Print exactly those lines that run from the beginning of the data to the line bearing "use tracing::info;", inclusive.
Segment Open
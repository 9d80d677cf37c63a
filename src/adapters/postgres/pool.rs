//! Connection pool construction and schema migrations.

use std::str::FromStr;

use secrecy::ExposeSecret;
use sqlx::postgres::{PgConnectOptions, PgPoolOptions};
use sqlx::PgPool;
use tracing::info;

use crate::config::DatabaseConfig;

/// Opens a pool from configuration.
///
/// Every connection carries the configured `statement_timeout`, so a hung
/// query is cancelled by the server and reported as `StoreUnavailable`.
pub async fn connect(config: &DatabaseConfig) -> Result<PgPool, sqlx::Error> {
    let options = PgConnectOptions::from_str(config.url.expose_secret())?.options([(
        "statement_timeout",
        format!("{}s", config.statement_timeout_secs),
    )]);

    let pool = PgPoolOptions::new()
        .min_connections(config.min_connections)
        .max_connections(config.max_connections)
        .acquire_timeout(config.acquire_timeout())
        .connect_with(options)
        .await?;

    info!(
        min_connections = config.min_connections,
        max_connections = config.max_connections,
        "Database pool ready"
    );

    Ok(pool)
}

/// Applies the embedded migrations in `migrations/`.
pub async fn run_migrations(pool: &PgPool) -> Result<(), sqlx::migrate::MigrateError> {
    sqlx::migrate!("./migrations").run(pool).await?;
    info!("Database migrations applied");
    Ok(())
}
//! HTTP handlers for mission endpoints.

use std::sync::Arc;

use axum::{
    extract::{rejection::JsonRejection, rejection::PathRejection, Path, State},
    http::HeaderMap,
    response::Response,
    Json,
};

use crate::adapters::http::correlation::request_metadata;
use crate::adapters::http::envelope::{created, ok, ApiError};
use crate::application::handlers::mission::{
    AddMissionCommand, AddMissionHandler, DeleteMissionCommand, DeleteMissionHandler,
    GetMissionHandler, GetMissionQuery, ListMissionsHandler, UpdateMissionCommand,
    UpdateMissionHandler,
};
use crate::domain::mission::MissionDeletePolicy;
use crate::ports::EntityStore;

use super::dto::{MissionRequest, MissionResponse};

// ════════════════════════════════════════════════════════════════════════════
// Handler state
// ════════════════════════════════════════════════════════════════════════════

#[derive(Clone)]
pub struct MissionHandlers {
    add_handler: Arc<AddMissionHandler>,
    list_handler: Arc<ListMissionsHandler>,
    get_handler: Arc<GetMissionHandler>,
    update_handler: Arc<UpdateMissionHandler>,
    delete_handler: Arc<DeleteMissionHandler>,
}

impl MissionHandlers {
    pub fn new(store: &EntityStore, delete_policy: MissionDeletePolicy) -> Self {
        Self {
            add_handler: Arc::new(AddMissionHandler::new(store.missions.clone())),
            list_handler: Arc::new(ListMissionsHandler::new(store.missions.clone())),
            get_handler: Arc::new(GetMissionHandler::new(store.missions.clone())),
            update_handler: Arc::new(UpdateMissionHandler::new(store.missions.clone())),
            delete_handler: Arc::new(DeleteMissionHandler::new(
                store.missions.clone(),
                delete_policy,
            )),
        }
    }
}

// ════════════════════════════════════════════════════════════════════════════
// HTTP handlers
// ════════════════════════════════════════════════════════════════════════════

/// POST /api/Mission/AddMission - Create a mission
pub async fn add_mission(
    State(handlers): State<MissionHandlers>,
    headers: HeaderMap,
    payload: Result<Json<MissionRequest>, JsonRejection>,
) -> Result<Response, ApiError> {
    let Json(req) = payload?;
    let cmd = AddMissionCommand {
        details: req.into(),
    };

    let mission = handlers
        .add_handler
        .handle(cmd, request_metadata(&headers))
        .await?;

    Ok(created(MissionResponse::from(&mission)))
}

/// GET /api/Mission/MissionList - All missions in insertion order
pub async fn mission_list(State(handlers): State<MissionHandlers>) -> Result<Response, ApiError> {
    let missions = handlers.list_handler.handle().await?;
    let response: Vec<MissionResponse> = missions.iter().map(MissionResponse::from).collect();
    Ok(ok(response))
}

/// GET /api/Mission/MissionDetailById/:id - One mission
pub async fn mission_detail_by_id(
    State(handlers): State<MissionHandlers>,
    id: Result<Path<i64>, PathRejection>,
) -> Result<Response, ApiError> {
    let Path(mission_id) = id?;
    let mission = handlers
        .get_handler
        .handle(GetMissionQuery { mission_id })
        .await?;
    Ok(ok(MissionResponse::from(&mission)))
}

/// POST /api/Mission/UpdateMission - Overwrite a mission's fields
pub async fn update_mission(
    State(handlers): State<MissionHandlers>,
    headers: HeaderMap,
    payload: Result<Json<MissionRequest>, JsonRejection>,
) -> Result<Response, ApiError> {
    let Json(req) = payload?;
    let mission_id = req
        .id
        .ok_or_else(|| ApiError::BadRequest("Mission id is required".to_string()))?;
    let cmd = UpdateMissionCommand {
        mission_id,
        details: req.into(),
    };

    let mission = handlers
        .update_handler
        .handle(cmd, request_metadata(&headers))
        .await?;

    Ok(ok(MissionResponse::from(&mission)))
}

/// DELETE /api/Mission/DeleteMission/:missionId - Remove a mission
pub async fn delete_mission(
    State(handlers): State<MissionHandlers>,
    headers: HeaderMap,
    id: Result<Path<i64>, PathRejection>,
) -> Result<Response, ApiError> {
    let Path(mission_id) = id?;
    let deletion = handlers
        .delete_handler
        .handle(DeleteMissionCommand { mission_id }, request_metadata(&headers))
        .await?;

    let confirmation = if deletion.applications_removed > 0 {
        format!(
            "Mission deleted successfully along with {} application(s)",
            deletion.applications_removed
        )
    } else {
        "Mission deleted successfully".to_string()
    };
    Ok(ok(confirmation))
}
Segment Closed
* _OUTPUT_
repository 9d80d677cf37c63a
filename src/adapters/postgres/pool.rs
//! Connection pool construction and schema migrations.

use std::str::FromStr;

use secrecy::ExposeSecret;
use sqlx::postgres::{PgConnectOptions, PgPoolOptions};
use sqlx::PgPool;
use tracing::info;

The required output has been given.